Nothing in the data may be altered; the answer is a verbatim copy of it.

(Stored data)
────────

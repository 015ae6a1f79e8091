//! Validates and dispatches one RPC call: operation whitelist, payload
//! shape, per-tenant model allowlist, then cache-or-upstream, then usage
//! recording.

use std::sync::Arc;

use bridgecore_core::{CoreError, TenantId, Value};

use crate::domains::registry::{Tenant, UpstreamConfig};
use crate::services::application::ledger::{Ledger, UsageEvent};
use crate::services::application::read_cache::{is_read_shaped, ReadThroughCache};
use crate::services::application::session_pool::UpstreamSessionPool;
use crate::services::infrastructure::observability::metrics::{CacheMetrics, RequestMetrics, UpstreamMetrics};

const ENUMERATED_OPERATIONS: &[&str] = &[
  "search",
  "search_read",
  "read",
  "search_count",
  "fields_get",
  "name_search",
  "name_get",
  "create",
  "write",
  "unlink",
  "call_kw",
];

pub struct RpcResponse {
  pub result: Value,
  pub cached: bool,
  pub tenant_id: TenantId,
}

pub struct RpcGateway {
  pool: Arc<UpstreamSessionPool>,
  cache: Arc<ReadThroughCache>,
  ledger: Arc<Ledger>,
}

impl RpcGateway {
  pub fn new(pool: Arc<UpstreamSessionPool>, cache: Arc<ReadThroughCache>, ledger: Arc<Ledger>) -> Self {
    Self { pool, cache, ledger }
  }

  pub async fn dispatch(
    &self,
    tenant: &Tenant,
    upstream: &UpstreamConfig,
    operation: &str,
    payload: Value,
  ) -> Result<RpcResponse, CoreError> {
    let started = std::time::Instant::now();
    let outcome = self.dispatch_inner(tenant, upstream, operation, &payload).await;
    let elapsed = started.elapsed();

    let status_code = outcome.as_ref().map(|_| 200).unwrap_or_else(|e| e.status_code());
    let tenant_tag = tenant.id.to_string();
    RequestMetrics::record(&tenant_tag, operation, status_code, elapsed);

    self.ledger.record_usage(UsageEvent {
      tenant_id: tenant.id,
      endpoint: format!("/api/v1/odoo/{operation}"),
      method: operation.to_string(),
      model: extract_model(&payload),
      status_code,
      latency_ms: elapsed.as_millis() as i64,
      request_bytes: 0,
      response_bytes: 0,
    });

    if let Err(e) = &outcome {
      self.ledger.record_error(tenant.id, operation, e);
      if let CoreError::UpstreamTimeout | CoreError::UpstreamUnreachable(_) | CoreError::UpstreamError(_) = e {
        UpstreamMetrics::error(&tenant_tag, e.kind_tag());
      }
    }

    outcome
  }

  async fn dispatch_inner(
    &self,
    tenant: &Tenant,
    upstream: &UpstreamConfig,
    operation: &str,
    payload: &Value,
  ) -> Result<RpcResponse, CoreError> {
    if !ENUMERATED_OPERATIONS.contains(&operation) {
      return Err(CoreError::UnknownOperation(operation.to_string()));
    }

    let model = extract_model(payload).ok_or_else(|| CoreError::InvalidPayload("missing `model`".to_string()))?;
    validate_payload(operation, payload)?;

    if !tenant.model_allowed(&model) {
      return Err(CoreError::ModelForbidden(model));
    }

    if is_read_shaped(operation) {
      if let Some(cached) = self.cache.get(tenant.id, operation, &model, payload).await? {
        CacheMetrics::hit();
        return Ok(RpcResponse {
          result: cached,
          cached: true,
          tenant_id: tenant.id,
        });
      }
      CacheMetrics::miss();

      let result = self.pool.call(tenant.id, upstream, operation, &model, payload).await?;
      self.cache.store(tenant.id, operation, &model, payload, &result).await?;
      Ok(RpcResponse {
        result,
        cached: false,
        tenant_id: tenant.id,
      })
    } else {
      let result = self.pool.call(tenant.id, upstream, operation, &model, payload).await?;
      self.cache.invalidate(tenant.id, &model).await?;
      Ok(RpcResponse {
        result,
        cached: false,
        tenant_id: tenant.id,
      })
    }
  }
}

fn extract_model(payload: &Value) -> Option<String> {
  payload
    .as_map()
    .and_then(|m| m.get("model"))
    .and_then(|v| v.as_str())
    .map(|s| s.to_string())
}

fn validate_payload(operation: &str, payload: &Value) -> Result<(), CoreError> {
  let map = payload
    .as_map()
    .ok_or_else(|| CoreError::InvalidPayload("payload must be an object".to_string()))?;

  if matches!(operation, "write" | "unlink") {
    let ids_empty = match map.get("ids") {
      Some(Value::List(ids)) => ids.is_empty(),
      Some(_) => return Err(CoreError::InvalidPayload("`ids` must be a list".to_string())),
      None => true,
    };
    if ids_empty {
      return Err(CoreError::InvalidPayload(
        "`ids` must be a non-empty list for write/unlink".to_string(),
      ));
    }
  }

  if let Some(fields) = map.get("fields") {
    match fields {
      Value::List(items) => {
        if !items.iter().all(|v| matches!(v, Value::String(_))) {
          return Err(CoreError::InvalidPayload("`fields` must be a list of strings".to_string()));
        }
      }
      _ => return Err(CoreError::InvalidPayload("`fields` must be a list".to_string())),
    }
  }

  Ok(())
}

#[cfg(test)]
mod tests {
  use super::*;

  fn payload(entries: Vec<(&str, Value)>) -> Value {
    Value::Map(entries.into_iter().map(|(k, v)| (k.to_string(), v)).collect())
  }

  #[test]
  fn enumerated_operations_excludes_unknown_verbs() {
    assert!(!ENUMERATED_OPERATIONS.contains(&"drop_table"));
    assert!(ENUMERATED_OPERATIONS.contains(&"call_kw"));
  }

  #[test]
  fn extract_model_reads_top_level_model_field() {
    let p = payload(vec![("model", Value::String("res.partner".to_string()))]);
    assert_eq!(extract_model(&p), Some("res.partner".to_string()));
  }

  #[test]
  fn extract_model_is_none_without_model_field() {
    let p = payload(vec![("ids", Value::List(vec![Value::Int(1)]))]);
    assert_eq!(extract_model(&p), None);
  }

  #[test]
  fn write_requires_non_empty_ids() {
    let empty = payload(vec![("ids", Value::List(vec![]))]);
    assert!(validate_payload("write", &empty).is_err());

    let missing = payload(vec![]);
    assert!(validate_payload("write", &missing).is_err());

    let present = payload(vec![("ids", Value::List(vec![Value::Int(7)]))]);
    assert!(validate_payload("write", &present).is_ok());
  }

  #[test]
  fn unlink_requires_non_empty_ids_too() {
    let empty = payload(vec![("ids", Value::List(vec![]))]);
    assert!(validate_payload("unlink", &empty).is_err());
  }

  #[test]
  fn search_does_not_require_ids() {
    let p = payload(vec![("model", Value::String("res.partner".to_string()))]);
    assert!(validate_payload("search", &p).is_ok());
  }

  #[test]
  fn fields_must_be_a_list_of_strings() {
    let bad_kind = payload(vec![("fields", Value::String("name".to_string()))]);
    assert!(validate_payload("read", &bad_kind).is_err());

    let bad_items = payload(vec![("fields", Value::List(vec![Value::Int(1)]))]);
    assert!(validate_payload("read", &bad_items).is_err());

    let good = payload(vec![("fields", Value::List(vec![Value::String("name".to_string())]))]);
    assert!(validate_payload("read", &good).is_ok());
  }

  #[test]
  fn payload_must_be_an_object() {
    assert!(validate_payload("search", &Value::Null).is_err());
    assert!(validate_payload("search", &Value::List(vec![])).is_err());
  }

  #[test]
  fn is_read_shaped_matches_only_the_enumerated_read_operations() {
    assert!(is_read_shaped("search_read"));
    assert!(is_read_shaped("fields_get"));
    assert!(!is_read_shaped("write"));
    assert!(!is_read_shaped("call_kw"));
  }
}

────────

### RESPONSE BELOW:
repository 015ae6a1f79e8091
//! Validates and dispatches one RPC call: operation whitelist, payload
//! shape, per-tenant model allowlist, then cache-or-upstream, then usage
//! recording.

use std::sync::Arc;

use bridgecore_core::{CoreError, TenantId, Value};

use crate::domains::registry::{Tenant, UpstreamConfig};
use crate::services::application::ledger::{Ledger, UsageEvent};
use crate::services::application::read_cache::{is_read_shaped, ReadThroughCache};
use crate::services::application::session_pool::UpstreamSessionPool;
use crate::services::infrastructure::observability::metrics::{CacheMetrics, RequestMetrics, UpstreamMetrics};

const ENUMERATED_OPERATIONS: &[&str] = &[
  "search",
  "search_read",
  "read",
  "search_count",
  "fields_get",
  "name_search",
  "name_get",
  "create",
  "write",
  "unlink",
  "call_kw",
];

pub struct RpcResponse {
  pub result: Value,
  pub cached: bool,
  pub tenant_id: TenantId,
}

pub struct RpcGateway {
  pool: Arc<UpstreamSessionPool>,
  cache: Arc<ReadThroughCache>,
  ledger: Arc<Ledger>,
}

impl RpcGateway {
  pub fn new(pool: Arc<UpstreamSessionPool>, cache: Arc<ReadThroughCache>, ledger: Arc<Ledger>) -> Self {
    Self { pool, cache, ledger }
  }

  pub async fn dispatch(
    &self,
    tenant: &Tenant,
    upstream: &UpstreamConfig,
    operation: &str,
    payload: Value,
  ) -> Result<RpcResponse, CoreError> {
    let started = std::time::Instant::now();
    let outcome = self.dispatch_inner(tenant, upstream, operation, &payload).await;
    let elapsed = started.elapsed();

    let status_code = outcome.as_ref().map(|_| 200).unwrap_or_else(|e| e.status_code());
    let tenant_tag = tenant.id.to_string();
    RequestMetrics::record(&tenant_tag, operation, status_code, elapsed);

    self.ledger.record_usage(UsageEvent {
      tenant_id: tenant.id,
      endpoint: format!("/api/v1/odoo/{operation}"),
      method: operation.to_string(),
      model: extract_model(&payload),
      status_code,
      latency_ms: elapsed.as_millis() as i64,
      request_bytes: 0,
      response_bytes: 0,
    });

    if let Err(e) = &outcome {
      self.ledger.record_error(tenant.id, operation, e);
      if let CoreError::UpstreamTimeout | CoreError::UpstreamUnreachable(_) | CoreError::UpstreamError(_) = e {
        UpstreamMetrics::error(&tenant_tag, e.kind_tag());
      }
    }

    outcome
  }

  async fn dispatch_inner(
    &self,
    tenant: &Tenant,
    upstream: &UpstreamConfig,
    operation: &str,
    payload: &Value,
  ) -> Result<RpcResponse, CoreError> {
    if !ENUMERATED_OPERATIONS.contains(&operation) {
      return Err(CoreError::UnknownOperation(operation.to_string()));
    }

    let model = extract_model(payload).ok_or_else(|| CoreError::InvalidPayload("missing `model`".to_string()))?;
    validate_payload(operation, payload)?;

    if !tenant.model_allowed(&model) {
      return Err(CoreError::ModelForbidden(model));
    }

    if is_read_shaped(operation) {
      if let Some(cached) = self.cache.get(tenant.id, operation, &model, payload).await? {
        CacheMetrics::hit();
        return Ok(RpcResponse {
          result: cached,
          cached: true,
          tenant_id: tenant.id,
        });
      }
      CacheMetrics::miss();

      let result = self.pool.call(tenant.id, upstream, operation, &model, payload).await?;
      self.cache.store(tenant.id, operation, &model, payload, &result).await?;
      Ok(RpcResponse {
        result,
        cached: false,
        tenant_id: tenant.id,
      })
    } else {
      let result = self.pool.call(tenant.id, upstream, operation, &model, payload).await?;
      self.cache.invalidate(tenant.id, &model).await?;
      Ok(RpcResponse {
        result,
        cached: false,
        tenant_id: tenant.id,
      })
    }
  }
}

fn extract_model(payload: &Value) -> Option<String> {
  payload
    .as_map()
    .and_then(|m| m.get("model"))
    .and_then(|v| v.as_str())
    .map(|s| s.to_string())
}

fn validate_payload(operation: &str, payload: &Value) -> Result<(), CoreError> {
  let map = payload
    .as_map()
    .ok_or_else(|| CoreError::InvalidPayload("payload must be an object".to_string()))?;

  if matches!(operation, "write" | "unlink") {
    let ids_empty = match map.get("ids") {
      Some(Value::List(ids)) => ids.is_empty(),
      Some(_) => return Err(CoreError::InvalidPayload("`ids` must be a list".to_string())),
      None => true,
    };
    if ids_empty {
      return Err(CoreError::InvalidPayload(
        "`ids` must be a non-empty list for write/unlink".to_string(),
      ));
    }
  }

  if let Some(fields) = map.get("fields") {
    match fields {
      Value::List(items) => {
        if !items.iter().all(|v| matches!(v, Value::String(_))) {
          return Err(CoreError::InvalidPayload("`fields` must be a list of strings".to_string()));
        }
      }
      _ => return Err(CoreError::InvalidPayload("`fields` must be a list".to_string())),
    }
  }

  Ok(())
}

#[cfg(test)]
mod tests {
  use super::*;

  fn payload(entries: Vec<(&str, Value)>) -> Value {
    Value::Map(entries.into_iter().map(|(k, v)| (k.to_string(), v)).collect())
  }

  #[test]
  fn enumerated_operations_excludes_unknown_verbs() {
    assert!(!ENUMERATED_OPERATIONS.contains(&"drop_table"));
    assert!(ENUMERATED_OPERATIONS.contains(&"call_kw"));
  }

  #[test]
  fn extract_model_reads_top_level_model_field() {
    let p = payload(vec![("model", Value::String("res.partner".to_string()))]);
    assert_eq!(extract_model(&p), Some("res.partner".to_string()));
  }

  #[test]
  fn extract_model_is_none_without_model_field() {
    let p = payload(vec![("ids", Value::List(vec![Value::Int(1)]))]);
    assert_eq!(extract_model(&p), None);
  }

  #[test]
  fn write_requires_non_empty_ids() {
    let empty = payload(vec![("ids", Value::List(vec![]))]);
    assert!(validate_payload("write", &empty).is_err());

    let missing = payload(vec![]);
    assert!(validate_payload("write", &missing).is_err());

    let present = payload(vec![("ids", Value::List(vec![Value::Int(7)]))]);
    assert!(validate_payload("write", &present).is_ok());
  }

  #[test]
  fn unlink_requires_non_empty_ids_too() {
    let empty = payload(vec![("ids", Value::List(vec![]))]);
    assert!(validate_payload("unlink", &empty).is_err());
  }

  #[test]
  fn search_does_not_require_ids() {
    let p = payload(vec![("model", Value::String("res.partner".to_string()))]);
    assert!(validate_payload("search", &p).is_ok());
  }

  #[test]
  fn fields_must_be_a_list_of_strings() {
    let bad_kind = payload(vec![("fields", Value::String("name".to_string()))]);
    assert!(validate_payload("read", &bad_kind).is_err());

    let bad_items = payload(vec![("fields", Value::List(vec![Value::Int(1)]))]);
    assert!(validate_payload("read", &bad_items).is_err());

    let good = payload(vec![("fields", Value::List(vec![Value::String("name".to_string())]))]);
    assert!(validate_payload("read", &good).is_ok());
  }

  #[test]
  fn payload_must_be_an_object() {
    assert!(validate_payload("search", &Value::Null).is_err());
    assert!(validate_payload("search", &Value::List(vec![])).is_err());
  }

  #[test]
  fn is_read_shaped_matches_only_the_enumerated_read_operations() {
    assert!(is_read_shaped("search_read"));
    assert!(is_read_shaped("fields_get"));
    assert!(!is_read_shaped("write"));
    assert!(!is_read_shaped("call_kw"));
  }
}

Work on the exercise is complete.